I have noticed that it’s harder to be angry and resentful on paper, so let’s talk that way for awhile before we talk in person.
They had talked that way for almost six months, and then one day in January of 1973, Mr. and Mrs. Chalmers had shown up at her door, bags in hand. They were registered at the Mark Hopkins Hotel, they said, and they were not going back to Castle Rock without her.
Polly had thought this over, feeling a whole geography of emotions: anger that they could be so high-handed, rueful amusement at the sweet and rather naive quality of that high-handedness, panic that the questions she had so neatly avoided answering in her letters would now be pressed home.
She had promised to go to dinner with them, no more than that-other decisions would have to wait. Her father told her he had only booked the room at the Mark Hopkins for a single night.
You had better extend the reservation, then, Polly said.
She had wanted to talk with them as much as she could before coming to any final decision-a more intimate form of the testing which had gone on in their letters. But that first night had been the only night they had had. It was the last night she had ever seen her father well and strong, and she had spent most of it in a red rage at him.
The old arguments, so easy to avoid in correspondence, had begun again even before pre-dinner glasses of wine were drunk.
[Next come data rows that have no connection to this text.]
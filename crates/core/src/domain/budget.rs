use std::collections::BTreeMap;

use rust_decimal::Decimal;
use serde::{Deserialize, Serialize};

/// How a platform's stage vocabulary maps onto the three budget buckets.
#[derive(Clone, Copy, Debug, PartialEq, Eq)]
pub struct StageSentinels {
    pub closed_won: &'static str,
    pub closed_lost: &'static str,
}

#[derive(Clone, Copy, Debug, PartialEq, Eq)]
pub enum DealBucket {
    Pipeline,
    ClosedWon,
    ClosedLost,
}

impl DealBucket {
    pub fn classify(stage: &str, sentinels: StageSentinels) -> Self {
        if stage == sentinels.closed_won {
            Self::ClosedWon
        } else if stage == sentinels.closed_lost {
            Self::ClosedLost
        } else {
            Self::Pipeline
        }
    }
}

#[derive(Clone, Debug, Default, PartialEq, Eq, Serialize, Deserialize)]
pub struct StageBreakdown {
    pub count: u64,
    pub total_value: Decimal,
}

#[derive(Clone, Debug, Default, PartialEq, Eq, Serialize, Deserialize)]
pub struct BudgetSummary {
    pub total_pipeline_value: Decimal,
    pub total_closed_won: Decimal,
    pub total_closed_lost: Decimal,
    pub average_deal_size: Decimal,
    pub deals_by_stage: BTreeMap<String, StageBreakdown>,
}

impl BudgetSummary {
    /// Accumulates one deal into its bucket and stage. Sums saturate at
    /// `Decimal::MAX`. Call [`finalize`] once every deal has been recorded.
    ///
    /// [`finalize`]: BudgetSummary::finalize
    pub fn record_deal(&mut self, stage: &str, amount: Decimal, sentinels: StageSentinels) {
        let bucket = match DealBucket::classify(stage, sentinels) {
            DealBucket::ClosedWon => &mut self.total_closed_won,
            DealBucket::ClosedLost => &mut self.total_closed_lost,
            DealBucket::Pipeline => &mut self.total_pipeline_value,
        };
        *bucket = bucket.saturating_add(amount);

        let entry = self.deals_by_stage.entry(stage.to_string()).or_default();
        entry.count += 1;
        entry.total_value = entry.total_value.saturating_add(amount);
    }

    pub fn deal_count(&self) -> u64 {
        self.deals_by_stage.values().map(|stage| stage.count).sum()
    }

    pub fn total_value(&self) -> Decimal {
        self.total_pipeline_value
            .saturating_add(self.total_closed_won)
            .saturating_add(self.total_closed_lost)
    }

    pub fn finalize(&mut self) {
        let count = self.deal_count();
        self.average_deal_size = if count == 0 {
            Decimal::ZERO
        } else {
            self.total_value().checked_div(Decimal::from(count)).unwrap_or(Decimal::ZERO)
        };
    }
}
They were brush-fires at first, but as her father continued to drink, they developed into an uncontrollable wall of fire. He had struck the spark, saying they both felt Polly had learned her lesson and it was time to bury the hatchet. Mrs. Chalmers had fanned the flames, dropping into her old cool, sweetly reasonable voice. Where is the baby, dear? You might at least tell us that much. You turned him over to the Sisters, I suppose.
Polly knew these voices, and what they meant, from times long past. Her father’s indicated his need to re-establish control; at all costs there must be control. Her mother’s indicated that she was showing love and concern In the only way she knew, by demanding information. Both voices, so familiar, so loved and despised, had ignited the old, wild anger in her.
They left the restaurant halfway through the main course, and the next day Mr. and Mrs. Chalmers had flown back to Maine alone.
After a three-month hiatus, the correspondence had begun again, hesitantly. Polly’s mother wrote first, apologizing for the disastrous evening. The pleas to come home had been dropped.
This surprised Polly… and filled some deep and barely acknowledged part of her with anxiety. She felt that her mother was finally denying her. This was, under the circumstances, both foolish and self-indulgent, but that did not change those elemental feelings in the slightest.
I suppose you know your own mind best, she wrote to Polly. That’s hard for your father and me to accept, because we still see you as our little girl. I think it frightened him to see you looking so beautiful and so much older. And you mustn’t blame him too much for the way he acted.
He hasn’t been feeling well; his stomach has been kicking up on him again. The doctor says it’s only his gall bladder, and once he agrees to have it taken out all will be well, but I worry about him.
Polly had replied in the same conciliatory tone. She found it easier to do so now that she had started taking business-school classes and shelved her plans to return to Maine indefinitely. And then, near the end of 1975, the telegram had come. It was short and brutal: YOUR DAD HAS CANCER. HE IS DYING. PLEASE COME HOME. LOVE, MOM.
He was still alive when Polly got to the hospital in Bridgton, her head spinning with let-lag and the old memories seeing all the old places had prodded forth. The same wondering thought arose in her mind at each new turn of the road which led from the Portland jetport into the high hills and low mountains of western Maine.
The last time I saw that, I was a child!
Newton Chalmers lay in a private room, dozing in and out of consciousness, with tubes in his nose and machines gathered around him in a hungry semicircle. He died three days later. She had intended to go back to California right away-she almost thought of it as her home now-but four days after her father was buried, her mother suffered a crippling heart attack.